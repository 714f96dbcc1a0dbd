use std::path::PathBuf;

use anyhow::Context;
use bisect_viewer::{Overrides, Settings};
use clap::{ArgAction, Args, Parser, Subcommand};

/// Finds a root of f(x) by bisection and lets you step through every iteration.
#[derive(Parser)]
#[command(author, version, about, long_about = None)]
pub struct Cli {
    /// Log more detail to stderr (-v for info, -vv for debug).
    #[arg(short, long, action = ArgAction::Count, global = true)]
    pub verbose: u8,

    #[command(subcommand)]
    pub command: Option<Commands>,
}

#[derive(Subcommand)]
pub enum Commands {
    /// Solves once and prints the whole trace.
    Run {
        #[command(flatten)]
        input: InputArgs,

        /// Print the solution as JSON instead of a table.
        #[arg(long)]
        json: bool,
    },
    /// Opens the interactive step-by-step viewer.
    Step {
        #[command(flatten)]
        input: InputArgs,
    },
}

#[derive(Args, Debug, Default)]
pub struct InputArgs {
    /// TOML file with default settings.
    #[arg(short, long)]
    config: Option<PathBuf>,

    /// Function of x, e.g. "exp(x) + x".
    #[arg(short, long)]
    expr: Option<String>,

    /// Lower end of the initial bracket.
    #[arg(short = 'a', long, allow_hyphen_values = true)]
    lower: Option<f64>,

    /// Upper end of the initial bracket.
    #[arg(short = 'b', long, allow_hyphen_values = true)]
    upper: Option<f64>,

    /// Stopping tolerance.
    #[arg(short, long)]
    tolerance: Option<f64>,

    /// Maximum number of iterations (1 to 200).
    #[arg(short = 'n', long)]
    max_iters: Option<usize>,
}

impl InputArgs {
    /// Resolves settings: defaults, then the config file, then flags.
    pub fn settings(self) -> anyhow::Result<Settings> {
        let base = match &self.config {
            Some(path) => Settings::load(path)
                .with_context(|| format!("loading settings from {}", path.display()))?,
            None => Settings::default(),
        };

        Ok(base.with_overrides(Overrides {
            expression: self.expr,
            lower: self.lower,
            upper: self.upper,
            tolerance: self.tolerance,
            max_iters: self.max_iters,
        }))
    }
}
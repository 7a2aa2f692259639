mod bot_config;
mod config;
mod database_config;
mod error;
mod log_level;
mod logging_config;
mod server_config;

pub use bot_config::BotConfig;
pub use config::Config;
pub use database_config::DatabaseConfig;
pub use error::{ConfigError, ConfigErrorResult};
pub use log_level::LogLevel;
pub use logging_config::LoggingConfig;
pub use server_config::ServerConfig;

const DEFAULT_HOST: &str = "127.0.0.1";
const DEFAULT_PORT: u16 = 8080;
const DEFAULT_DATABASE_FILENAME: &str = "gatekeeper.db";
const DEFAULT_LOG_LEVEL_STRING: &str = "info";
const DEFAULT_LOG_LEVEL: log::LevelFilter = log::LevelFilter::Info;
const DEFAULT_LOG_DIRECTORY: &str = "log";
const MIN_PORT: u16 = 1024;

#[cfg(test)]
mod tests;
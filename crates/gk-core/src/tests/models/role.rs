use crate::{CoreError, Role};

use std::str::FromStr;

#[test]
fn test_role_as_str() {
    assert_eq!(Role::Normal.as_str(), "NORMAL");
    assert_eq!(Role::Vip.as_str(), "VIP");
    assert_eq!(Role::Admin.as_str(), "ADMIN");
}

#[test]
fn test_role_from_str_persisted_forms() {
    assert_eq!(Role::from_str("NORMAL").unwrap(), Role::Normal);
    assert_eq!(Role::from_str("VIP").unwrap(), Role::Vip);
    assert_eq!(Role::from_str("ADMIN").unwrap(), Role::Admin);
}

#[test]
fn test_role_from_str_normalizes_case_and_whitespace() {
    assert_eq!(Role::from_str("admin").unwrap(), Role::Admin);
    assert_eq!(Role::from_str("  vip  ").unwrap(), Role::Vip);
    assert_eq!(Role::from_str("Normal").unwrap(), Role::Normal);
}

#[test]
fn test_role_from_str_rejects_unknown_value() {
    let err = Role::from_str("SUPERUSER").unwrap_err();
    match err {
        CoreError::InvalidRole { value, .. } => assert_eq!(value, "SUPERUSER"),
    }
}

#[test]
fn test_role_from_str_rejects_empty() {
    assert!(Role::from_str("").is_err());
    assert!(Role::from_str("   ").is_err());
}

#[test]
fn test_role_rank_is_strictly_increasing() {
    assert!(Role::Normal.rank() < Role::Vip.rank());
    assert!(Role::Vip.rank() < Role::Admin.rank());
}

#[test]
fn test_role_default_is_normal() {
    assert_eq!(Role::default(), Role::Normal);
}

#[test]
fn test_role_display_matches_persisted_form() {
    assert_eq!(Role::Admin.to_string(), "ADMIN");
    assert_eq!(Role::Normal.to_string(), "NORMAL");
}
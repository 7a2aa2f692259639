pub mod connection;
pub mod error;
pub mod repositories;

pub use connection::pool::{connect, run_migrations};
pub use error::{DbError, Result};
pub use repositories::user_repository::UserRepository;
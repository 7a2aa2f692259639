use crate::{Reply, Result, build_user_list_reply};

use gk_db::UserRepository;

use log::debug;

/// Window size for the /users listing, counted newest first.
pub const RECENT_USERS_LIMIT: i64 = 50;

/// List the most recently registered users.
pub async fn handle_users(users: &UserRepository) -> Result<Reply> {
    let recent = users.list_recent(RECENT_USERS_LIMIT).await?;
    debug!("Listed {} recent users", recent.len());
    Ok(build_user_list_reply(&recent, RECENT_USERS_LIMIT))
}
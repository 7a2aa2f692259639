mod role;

....

*Assignment*
Print all of the entries again, exactly as written.

*Your solution*
repository 714f96dbcc1a0dbd
use std::path::PathBuf;

use anyhow::Context;
use bisect_viewer::{Overrides, Settings};
use clap::{ArgAction, Args, Parser, Subcommand};

/// Finds a root of f(x) by bisection and lets you step through every iteration.
#[derive(Parser)]
#[command(author, version, about, long_about = None)]
pub struct Cli {
    /// Log more detail to stderr (-v for info, -vv for debug).
    #[arg(short, long, action = ArgAction::Count, global = true)]
    pub verbose: u8,

    #[command(subcommand)]
    pub command: Option<Commands>,
}

#[derive(Subcommand)]
pub enum Commands {
    /// Solves once and prints the whole trace.
    Run {
        #[command(flatten)]
        input: InputArgs,

        /// Print the solution as JSON instead of a table.
        #[arg(long)]
        json: bool,
    },
    /// Opens the interactive step-by-step viewer.
    Step {
        #[command(flatten)]
        input: InputArgs,
    },
}

#[derive(Args, Debug, Default)]
pub struct InputArgs {
    /// TOML file with default settings.
    #[arg(short, long)]
    config: Option<PathBuf>,

    /// Function of x, e.g. "exp(x) + x".
    #[arg(short, long)]
    expr: Option<String>,

    /// Lower end of the initial bracket.
    #[arg(short = 'a', long, allow_hyphen_values = true)]
    lower: Option<f64>,

    /// Upper end of the initial bracket.
    #[arg(short = 'b', long, allow_hyphen_values = true)]
    upper: Option<f64>,

    /// Stopping tolerance.
    #[arg(short, long)]
    tolerance: Option<f64>,

    /// Maximum number of iterations (1 to 200).
    #[arg(short = 'n', long)]
    max_iters: Option<usize>,
}

impl InputArgs {
    /// Resolves settings: defaults, then the config file, then flags.
    pub fn settings(self) -> anyhow::Result<Settings> {
        let base = match &self.config {
            Some(path) => Settings::load(path)
                .with_context(|| format!("loading settings from {}", path.display()))?,
            None => Settings::default(),
        };

        Ok(base.with_overrides(Overrides {
            expression: self.expr,
            lower: self.lower,
            upper: self.upper,
            tolerance: self.tolerance,
            max_iters: self.max_iters,
        }))
    }
}
repository 7a2aa2f692259639
mod bot_config;
mod config;
mod database_config;
mod error;
mod log_level;
mod logging_config;
mod server_config;

pub use bot_config::BotConfig;
pub use config::Config;
pub use database_config::DatabaseConfig;
pub use error::{ConfigError, ConfigErrorResult};
pub use log_level::LogLevel;
pub use logging_config::LoggingConfig;
pub use server_config::ServerConfig;

const DEFAULT_HOST: &str = "127.0.0.1";
const DEFAULT_PORT: u16 = 8080;
const DEFAULT_DATABASE_FILENAME: &str = "gatekeeper.db";
const DEFAULT_LOG_LEVEL_STRING: &str = "info";
const DEFAULT_LOG_LEVEL: log::LevelFilter = log::LevelFilter::Info;
const DEFAULT_LOG_DIRECTORY: &str = "log";
const MIN_PORT: u16 = 1024;

#[cfg(test)]
mod tests;
filename crates/gk-core/src/tests/models/role.rs
use crate::{CoreError, Role};

use std::str::FromStr;

#[test]
fn test_role_as_str() {
    assert_eq!(Role::Normal.as_str(), "NORMAL");
    assert_eq!(Role::Vip.as_str(), "VIP");
    assert_eq!(Role::Admin.as_str(), "ADMIN");
}

#[test]
fn test_role_from_str_persisted_forms() {
    assert_eq!(Role::from_str("NORMAL").unwrap(), Role::Normal);
    assert_eq!(Role::from_str("VIP").unwrap(), Role::Vip);
    assert_eq!(Role::from_str("ADMIN").unwrap(), Role::Admin);
}

#[test]
fn test_role_from_str_normalizes_case_and_whitespace() {
    assert_eq!(Role::from_str("admin").unwrap(), Role::Admin);
    assert_eq!(Role::from_str("  vip  ").unwrap(), Role::Vip);
    assert_eq!(Role::from_str("Normal").unwrap(), Role::Normal);
}

#[test]
fn test_role_from_str_rejects_unknown_value() {
    let err = Role::from_str("SUPERUSER").unwrap_err();
    match err {
        CoreError::InvalidRole { value, .. } => assert_eq!(value, "SUPERUSER"),
    }
}

#[test]
fn test_role_from_str_rejects_empty() {
    assert!(Role::from_str("").is_err());
    assert!(Role::from_str("   ").is_err());
}

#[test]
fn test_role_rank_is_strictly_increasing() {
    assert!(Role::Normal.rank() < Role::Vip.rank());
    assert!(Role::Vip.rank() < Role::Admin.rank());
}

#[test]
fn test_role_default_is_normal() {
    assert_eq!(Role::default(), Role::Normal);
}

#[test]
fn test_role_display_matches_persisted_form() {
    assert_eq!(Role::Admin.to_string(), "ADMIN");
    assert_eq!(Role::Normal.to_string(), "NORMAL");
}
repository 7a2aa2f692259639
pub mod connection;
pub mod error;
pub mod repositories;

pub use connection::pool::{connect, run_migrations};
pub use error::{DbError, Result};
pub use repositories::user_repository::UserRepository;
repository 7a2aa2f692259639
use crate::{Reply, Result, build_user_list_reply};

use gk_db::UserRepository;

use log::debug;

/// Window size for the /users listing, counted newest first.
pub const RECENT_USERS_LIMIT: i64 = 50;

/// List the most recently registered users.
pub async fn handle_users(users: &UserRepository) -> Result<Reply> {
    let recent = users.list_recent(RECENT_USERS_LIMIT).await?;
    debug!("Listed {} recent users", recent.len());
    Ok(build_user_list_reply(&recent, RECENT_USERS_LIMIT))
}
repository 7a2aa2f692259639
mod role;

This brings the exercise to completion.